A historiadora também observa que a ideia de organizar um velório cívico nas capitais com os restos do imperador diz muito sobre a necropolítica da ditadura militar. “Enquanto o cadáver de D. Pedro era exposto em atos públicos, o porão do regime desaparecia com os corpos de vários militantes de esquerda”, observa.
O clima de ufanismo na época montado pelos militares facilitou a adesão popular às comemorações – o que levou muita gente a lucrar com a festa. O filme Independência ou Morte, uma superprodução dirigida por Carlos Coimbra e estrelada por Tarcísio Meira no papel de D. Pedro I, lotou os cinemas e ficou ligada aos festejos do sesquicentenário, embora o governo militar não tenha bancado a produção nem a distribuição do longa.
Outro que aproveitou o momento foi o jornalista, radialista e compositor Miguel Gustavo, que havia ficado famoso com a música ufanista Pra Frente Brasil, na Copa de 70, e repetiu o sucesso ao compor o Hino do Sesquicentenário, usado na Minicopa.
As comemorações do sesquicentenário foram finalizadas no dia 7 de setembro com um espetáculo de som e luz ocorrido no Museu do Ipiranga e com a Feira Brasileira de Exportação, a Brasil Export.
O sesquicentenário, porém, não foi marcado só por festas ufanistas. “Houve forte resistência de vários setores da sociedade civil na época”, afirma a historiadora Janaína Martins Cordeiro. Ela cita, entre outros, o lançamento do livro 1822: Dimensões, organizado pelo historiador e professor da USP Carlos Guilherme Mota, que faz uma reflexão crítica do país pós-independência, numa época em que a academia estava infestada de agentes do Serviço Nacional de informações (SNI), vigiando professores e alunos; os artigos do escritor Alceu Amoroso Lima, publicados na imprensa, em que falava de anistia e dos rumos do regime; e os debates políticos promovidos pela ala autêntica do MDB, único partido de oposição legalizado.
“Teve também o lançamento do filme Os Inconfidentes, de Joaquim Pedro de Andrade”, diz Janaína.
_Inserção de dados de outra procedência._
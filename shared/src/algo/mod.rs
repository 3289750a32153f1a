//! Algorithms for streaming and reproducible simulation
//!
//! This module provides chunked iteration, seeded parallel processing and
//! running statistics.

pub mod chunks;
pub mod parallel;
pub mod stats;

pub use chunks::{chunk_count, map_chunks, reduce_chunks, ChunkSizes, ChunkSlices};
pub use parallel::{process_rows_in_parallel, seeded_streams, stream_seed};
pub use stats::StreamingStats;
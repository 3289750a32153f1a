//! Directory-backed storage.
//!
//! Layout of a run directory:
//!
//! ```text
//! <root>/metadata.json           parameter table
//! <root>/<array>.json            ArrayHeader sidecar (shape, params, flushed length)
//! <root>/<array>.<row>.bin       raw little-endian samples of one row
//! ```
//!
//! Appends go straight to the row files. `flush` syncs the row files and then
//! rewrites the sidecar, so the recorded flushed length never exceeds what is
//! durable on disk. Readers are bounded by the flushed length in the sidecar
//! and open the row files for reading only.

use super::{
    check_chunk_rows, check_element, check_range, read_only, ArrayElement, ArrayHeader,
    ArrayParams, ChunkedArray, Storage, StorageLocation, StorageResult,
};
use crate::errors::StorageError;
use crate::params::RunMetadata;
use log::{debug, warn};
use ndarray::{aview1, Array2, ArrayView2};
use std::fs::{self, File, OpenOptions};
use std::io::{Read, Seek, SeekFrom, Write};
use std::marker::PhantomData;
use std::ops::Range;
use std::path::{Path, PathBuf};

#[cfg(not(target_endian = "little"))]
compile_error!("file storage writes raw samples and requires a little-endian target");

const METADATA_FILE: &str = "metadata.json";

/// Storage backend keeping every array of a run in one directory.
#[derive(Debug, Clone)]
pub struct FileStorage {
    root: PathBuf,
}

impl FileStorage {
    /// Use `root` as run directory, creating it if needed.
    pub fn create(root: impl AsRef<Path>) -> StorageResult<Self> {
        let root = root.as_ref().to_path_buf();
        fs::create_dir_all(&root)?;
        Ok(Self { root })
    }

    /// Open an existing run directory.
    pub fn open(root: impl AsRef<Path>) -> StorageResult<Self> {
        let root = root.as_ref().to_path_buf();
        if !root.is_dir() {
            return Err(StorageError::NotFound(root.display().to_string()));
        }
        Ok(Self { root })
    }

    pub fn root(&self) -> &Path {
        &self.root
    }

    fn header_path(&self, name: &str) -> PathBuf {
        self.root.join(format!("{name}.json"))
    }

    fn row_path(&self, name: &str, row: usize) -> PathBuf {
        self.root.join(format!("{name}.{row}.bin"))
    }

    fn read_header(&self, name: &str) -> StorageResult<ArrayHeader> {
        let path = self.header_path(name);
        if !path.exists() {
            return Err(StorageError::NotFound(name.to_string()));
        }
        let json = fs::read_to_string(path)?;
        Ok(serde_json::from_str(&json)?)
    }

    /// Open the row files of an existing array for appending, dropping
    /// unflushed samples.
    fn resume<T: ArrayElement>(&self, header: ArrayHeader) -> StorageResult<FileArray<T>> {
        let bytes = (header.flushed_len * std::mem::size_of::<T>()) as u64;
        let mut files = Vec::with_capacity(header.rows);
        for row in 0..header.rows {
            let file = OpenOptions::new()
                .read(true)
                .append(true)
                .open(self.row_path(&header.name, row))?;
            file.set_len(bytes)?;
            files.push(file);
        }
        Ok(self.array(header, Some(files)))
    }

    /// Handle on `header`, read-only when `files` is `None`.
    fn array<T: ArrayElement>(
        &self,
        header: ArrayHeader,
        files: Option<Vec<File>>,
    ) -> FileArray<T> {
        FileArray {
            writable: files.is_some(),
            len: header.flushed_len,
            header_path: self.header_path(&header.name),
            row_paths: (0..header.rows)
                .map(|row| self.row_path(&header.name, row))
                .collect(),
            header,
            files: files.unwrap_or_default(),
            _element: PhantomData,
        }
    }

    /// Delete row files of an earlier array with more than `rows` rows.
    fn remove_stale_rows(&self, name: &str, rows: usize) -> StorageResult<()> {
        let mut row = rows;
        loop {
            let path = self.row_path(name, row);
            if !path.exists() {
                return Ok(());
            }
            fs::remove_file(&path)?;
            debug!("Removed stale row file {}", path.display());
            row += 1;
        }
    }
}

impl Storage for FileStorage {
    fn create_array<T: ArrayElement>(
        &mut self,
        name: &str,
        rows: usize,
        params: ArrayParams,
    ) -> StorageResult<Box<dyn ChunkedArray<T>>> {
        let exists = self.header_path(name).exists();
        if exists && !params.overwrite {
            let header = self.read_header(name)?;
            check_element::<T>(&header)?;
            if header.rows != rows {
                return Err(StorageError::Shape {
                    name: name.to_string(),
                    expected: header.rows,
                    actual: rows,
                });
            }
            warn!(
                "Resuming array '{}' in {} at sample {}",
                name,
                self.root.display(),
                header.flushed_len
            );
            return Ok(Box::new(self.resume::<T>(header)?));
        }
        if exists {
            warn!("Overwriting array '{}' in {}", name, self.root.display());
            self.remove_stale_rows(name, rows)?;
        }

        let header = ArrayHeader {
            name: name.to_string(),
            element: T::TYPE_NAME.to_string(),
            rows,
            flushed_len: 0,
            params,
        };
        let mut files = Vec::with_capacity(rows);
        for row in 0..rows {
            let path = self.row_path(name, row);
            File::create(&path)?;
            files.push(OpenOptions::new().read(true).append(true).open(&path)?);
        }
        let array = self.array::<T>(header, Some(files));
        array.write_header()?;
        debug!("Created array '{}' with {} rows", name, rows);
        Ok(Box::new(array))
    }

    fn open_array<T: ArrayElement>(&self, name: &str) -> StorageResult<Box<dyn ChunkedArray<T>>> {
        let header = self.read_header(name)?;
        check_element::<T>(&header)?;
        Ok(Box::new(self.array::<T>(header, None)))
    }

    fn contains(&self, name: &str) -> bool {
        self.header_path(name).exists()
    }

    fn save_metadata(&mut self, metadata: &RunMetadata) -> StorageResult<()> {
        let json = serde_json::to_string_pretty(metadata)?;
        fs::write(self.root.join(METADATA_FILE), json)?;
        Ok(())
    }

    fn load_metadata(&self) -> StorageResult<RunMetadata> {
        let path = self.root.join(METADATA_FILE);
        if !path.exists() {
            return Err(StorageError::NotFound(METADATA_FILE.to_string()));
        }
        let json = fs::read_to_string(path)?;
        Ok(serde_json::from_str(&json)?)
    }

    fn location(&self) -> StorageLocation {
        StorageLocation::Directory(self.root.clone())
    }
}

/// Handle to a stored array. Read-only handles hold no open row files.
struct FileArray<T> {
    header: ArrayHeader,
    header_path: PathBuf,
    files: Vec<File>,
    row_paths: Vec<PathBuf>,
    len: usize,
    writable: bool,
    _element: PhantomData<T>,
}

impl<T: ArrayElement> FileArray<T> {
    fn ensure_writable(&self) -> StorageResult<()> {
        if self.writable {
            Ok(())
        } else {
            Err(read_only(&self.header.name))
        }
    }

    fn write_header(&self) -> StorageResult<()> {
        let json = serde_json::to_string_pretty(&self.header)?;
        let tmp = self.header_path.with_extension("json.tmp");
        fs::write(&tmp, json)?;
        fs::rename(&tmp, &self.header_path)?;
        Ok(())
    }

    /// Restore every row file to `len` samples after a partial append.
    fn rollback(&mut self) -> StorageResult<()> {
        let bytes = (self.len * std::mem::size_of::<T>()) as u64;
        for file in &self.files {
            file.set_len(bytes)?;
        }
        Ok(())
    }

    fn append_rows(&mut self, chunk: &ArrayView2<'_, T>) -> StorageResult<()> {
        for (file, values) in self.files.iter_mut().zip(chunk.rows()) {
            match values.as_slice() {
                Some(slice) => file.write_all(bytemuck::cast_slice(slice))?,
                None => {
                    let owned: Vec<T> = values.iter().copied().collect();
                    file.write_all(bytemuck::cast_slice(&owned))?;
                }
            }
        }
        Ok(())
    }
}

impl<T: ArrayElement> ChunkedArray<T> for FileArray<T> {
    fn name(&self) -> &str {
        &self.header.name
    }

    fn params(&self) -> &ArrayParams {
        &self.header.params
    }

    fn rows(&self) -> usize {
        self.header.rows
    }

    fn len(&self) -> usize {
        self.len
    }

    fn flushed_len(&self) -> usize {
        self.header.flushed_len
    }

    fn append(&mut self, chunk: ArrayView2<'_, T>) -> StorageResult<()> {
        self.ensure_writable()?;
        check_chunk_rows(&self.header.name, self.header.rows, &chunk)?;
        if let Err(e) = self.append_rows(&chunk) {
            if let Err(rollback) = self.rollback() {
                warn!(
                    "Failed to roll back array '{}' after a failed append: {}",
                    self.header.name, rollback
                );
            }
            return Err(e);
        }
        self.len += chunk.ncols();
        Ok(())
    }

    fn flush(&mut self) -> StorageResult<()> {
        self.ensure_writable()?;
        for file in &mut self.files {
            file.flush()?;
            file.sync_data()?;
        }
        self.header.flushed_len = self.len;
        self.write_header()
    }

    fn truncate(&mut self, len: usize) -> StorageResult<()> {
        self.ensure_writable()?;
        if len >= self.len {
            return Ok(());
        }
        self.len = len;
        self.rollback()?;
        if self.header.flushed_len > len {
            self.header.flushed_len = len;
            self.write_header()?;
        }
        Ok(())
    }

    fn read(&self, range: Range<usize>) -> StorageResult<Array2<T>> {
        check_range(&self.header.name, &range, self.len)?;
        let n = range.len();
        let size = std::mem::size_of::<T>();
        let mut out = Array2::<T>::default((self.header.rows, n));
        for (path, mut row) in self.row_paths.iter().zip(out.rows_mut()) {
            let mut buf = vec![T::default(); n];
            let mut file = File::open(path)?;
            file.seek(SeekFrom::Start((range.start * size) as u64))?;
            file.read_exact(bytemuck::cast_slice_mut(&mut buf))?;
            row.assign(&aview1(&buf));
        }
        Ok(out)
    }
}
/// Name of the emission array.
pub const EMISSION_ARRAY: &str = "emission";
/// Name of the aggregate timetrace array.
pub const TIMETRACE_TOTAL_ARRAY: &str = "timetrace";
/// Name of the per-particle timetrace array.
pub const TIMETRACE_PER_PARTICLE_ARRAY: &str = "timetrace_p";

/// Name of the position array of particle `index`.
pub fn position_array(index: usize) -> String {
    format!("position_{index}")
}

/// Salts separating the photon stream families from the motion streams and
/// from each other.
const PHOTON_TOTAL_SALT: u64 = 0x7074_6F74_616C_0001;
const PHOTON_PARTICLE_SALT: u64 = 0x7074_7061_7274_0002;

/// Options fixed at run construction.
#[derive(Debug, Clone, PartialEq, Serialize, Deserialize)]
pub struct RunOptions {
    pub emission_mode: EmissionMode,
    pub retention: TrajectoryRetention,
    pub chunk_size: usize,
    pub seed: u64,
    /// Recreate existing arrays instead of resuming them
    pub overwrite: bool,
}

impl Default for RunOptions {
    fn default() -> Self {
        Self {
            emission_mode: EmissionMode::default(),
            retention: TrajectoryRetention::default(),
            chunk_size: DEFAULT_CHUNK_SIZE,
            seed: 0,
            overwrite: true,
        }
    }
}

impl RunOptions {
    fn array_params(&self) -> ArrayParams {
        ArrayParams {
            chunk_size: self.chunk_size,
            compression: None,
            overwrite: self.overwrite,
        }
    }
}

/// Brownian motion simulation of a set of particles in a confocal volume.
pub struct ParticlesSimulation<S: Storage> {
    params: SimulationParameters,
    sim_box: SimulationBox,
    particles: Vec<Particle>,
    psf: Box<dyn Psf>,
    storage: S,
    options: RunOptions,
    time_axes: HashMap<usize, Array1<f64>>,
}
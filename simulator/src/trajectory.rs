//! Brownian trajectories under periodic boundary conditions.
//!
//! Every particle performs a 3D random walk: at each time step a displacement
//! drawn from Normal(0, σ) is added to every coordinate, and the result is
//! folded back into the simulation box. Displacements are drawn sample by
//! sample as `(dx, dy, dz)` from the particle's own RNG stream, and wrapping is
//! applied after every step. The position at sample `k` therefore depends only
//! on `k` and the stream, never on how the samples were split into chunks.

use crate::geometry::{Axis, Particle, SimulationBox};
use ndarray::{Array2, ArrayView2};
use rand::rngs::StdRng;
use rand::{Rng, SeedableRng};
use rand_distr::{Distribution, StandardNormal};
use shared::algo::parallel::stream_seed;

/// Fold `x` into the half-open interval `[lo, hi)`.
///
/// Values congruent modulo `hi - lo` map to the same result.
pub fn wrap_periodic(x: f64, lo: f64, hi: f64) -> f64 {
    let wrapped = (x - lo).rem_euclid(hi - lo) + lo;
    // rem_euclid can round up to the period for tiny negative offsets
    if wrapped >= hi {
        lo
    } else {
        wrapped
    }
}

/// One Normal(0, σ) displacement.
fn step<R: Rng + ?Sized>(sigma: f64, rng: &mut R) -> f64 {
    let z: f64 = StandardNormal.sample(rng);
    sigma * z
}

/// Advance a random walk by `num_samples` steps starting after `start`.
///
/// Returns a `3 × num_samples` array whose column `k` is the wrapped position
/// after step `k + 1`, and updates `start` to the last position.
fn walk<R: Rng + ?Sized>(
    start: &mut [f64; 3],
    sigma: f64,
    num_samples: usize,
    sim_box: &SimulationBox,
    rng: &mut R,
) -> Array2<f64> {
    let bounds = Axis::ALL.map(|a| sim_box.bounds(a));
    let mut positions = Array2::<f64>::zeros((3, num_samples));
    let mut current = *start;

    for k in 0..num_samples {
        for (axis, coord) in current.iter_mut().enumerate() {
            let (lo, hi) = bounds[axis];
            *coord = wrap_periodic(*coord + step(sigma, rng), lo, hi);
            positions[[axis, k]] = *coord;
        }
    }

    *start = current;
    positions
}

/// Generate a wrapped trajectory in one call.
///
/// # Arguments
/// * `start` - Position before the first step, in meters
/// * `sigma` - Standard deviation of each per-axis displacement
/// * `num_samples` - Number of positions to generate
/// * `sim_box` - Box providing the periodic bounds
/// * `rng` - Source of the normally distributed displacements
///
/// # Returns
/// `3 × num_samples` array of positions (rows x, y, z)
pub fn generate_trajectory<R: Rng + ?Sized>(
    start: [f64; 3],
    sigma: f64,
    num_samples: usize,
    sim_box: &SimulationBox,
    rng: &mut R,
) -> Array2<f64> {
    let mut position = start;
    walk(&mut position, sigma, num_samples, sim_box, rng)
}

/// Stateful random walker for one particle, advanced chunk by chunk.
///
/// Carries the last wrapped position and the particle's RNG stream between
/// chunks, so successive calls to [`ParticleWalker::advance`] continue the same
/// trajectory a single [`generate_trajectory`] call would produce.
#[derive(Debug, Clone)]
pub struct ParticleWalker {
    position: [f64; 3],
    sigma: f64,
    rng: StdRng,
    samples_done: usize,
}

impl ParticleWalker {
    /// Walker for particle `index`, with its stream derived from `seed`.
    pub fn new(particle: &Particle, index: usize, sigma: f64, seed: u64) -> Self {
        Self::with_rng(particle, sigma, StdRng::seed_from_u64(stream_seed(seed, index)))
    }

    pub fn with_rng(particle: &Particle, sigma: f64, rng: StdRng) -> Self {
        Self {
            position: particle.r0,
            sigma,
            rng,
            samples_done: 0,
        }
    }

    /// Generate the next `num_samples` positions.
    pub fn advance(&mut self, num_samples: usize, sim_box: &SimulationBox) -> Array2<f64> {
        let block = walk(
            &mut self.position,
            self.sigma,
            num_samples,
            sim_box,
            &mut self.rng,
        );
        self.samples_done += num_samples;
        block
    }

    /// Advance without keeping the positions, e.g. to resume after a restart.
    pub fn skip(&mut self, num_samples: usize, sim_box: &SimulationBox) {
        let bounds = Axis::ALL.map(|a| sim_box.bounds(a));
        for _ in 0..num_samples {
            for (axis, coord) in self.position.iter_mut().enumerate() {
                let (lo, hi) = bounds[axis];
                *coord = wrap_periodic(*coord + step(self.sigma, &mut self.rng), lo, hi);
            }
        }
        self.samples_done += num_samples;
    }

    /// Last wrapped position.
    pub fn position(&self) -> [f64; 3] {
        self.position
    }

    pub fn samples_done(&self) -> usize {
        self.samples_done
    }
}

/// Whether every position of a `3 × n` block lies inside the box.
pub fn within_box(positions: ArrayView2<'_, f64>, sim_box: &SimulationBox) -> bool {
    positions
        .columns()
        .into_iter()
        .all(|c| sim_box.contains([c[0], c[1], c[2]]))
}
O filme, cujo enredo se passa na época colonial, mostra a repressão da Coroa portuguesa à Inconfidência Mineira como uma metáfora do regime militar vigente em 1972, em contraponto ao filme Independência ou Morte, de Carlos Coimbra.
Novo cenário
Se por um lado o milagre econômico foi fundamental para ajudar os militares a ganhar popularidade e turbinar as comemorações do sesquicentenário, por outro a proliferação de casos de corrupção, os investimentos estatais feitos de forma pouco transparente e o favorecimento a empreiteiras ligadas ao governo – problemas que não eram divulgados na época por causa da censura – foram minando o crescimento da economia.
A situação mudou de vez em 1973, quando uma crise internacional envolvendo os países produtores de petróleo fez o preço do barril quadruplicar em apenas um ano, encarecendo a produção industrial. O Brasil parou de receber empréstimos e passou a pagar juros exorbitantes da dívida externa. Em consequência, houve arrocho salarial, desvalorização cambial, redução do poder aquisitivo da população e aumento da inflação.
Desgastado, o regime militar cairia só em 1985, num cenário de inflação, crise econômica, desemprego e aumento de pobreza – problemas que voltaram com tudo no país recentemente, após o surgimento da pandemia do novo coronavírus. O quadro atual, em contraponto à euforia do milagre econômico de 1972, talvez explique a agenda tímida de comemorações do bicentenário da independência por parte do governo federal.
Por enquanto, o evento mais aguardado é a vinda do coração de D. Pedro I, mantido num vidro em formol na cidade do Porto. “Aparentemente, é a única iniciativa do governo Bolsonaro em retomar o projeto ufanista do sesquicentenário”, afirma a historiadora Joana Monteleone.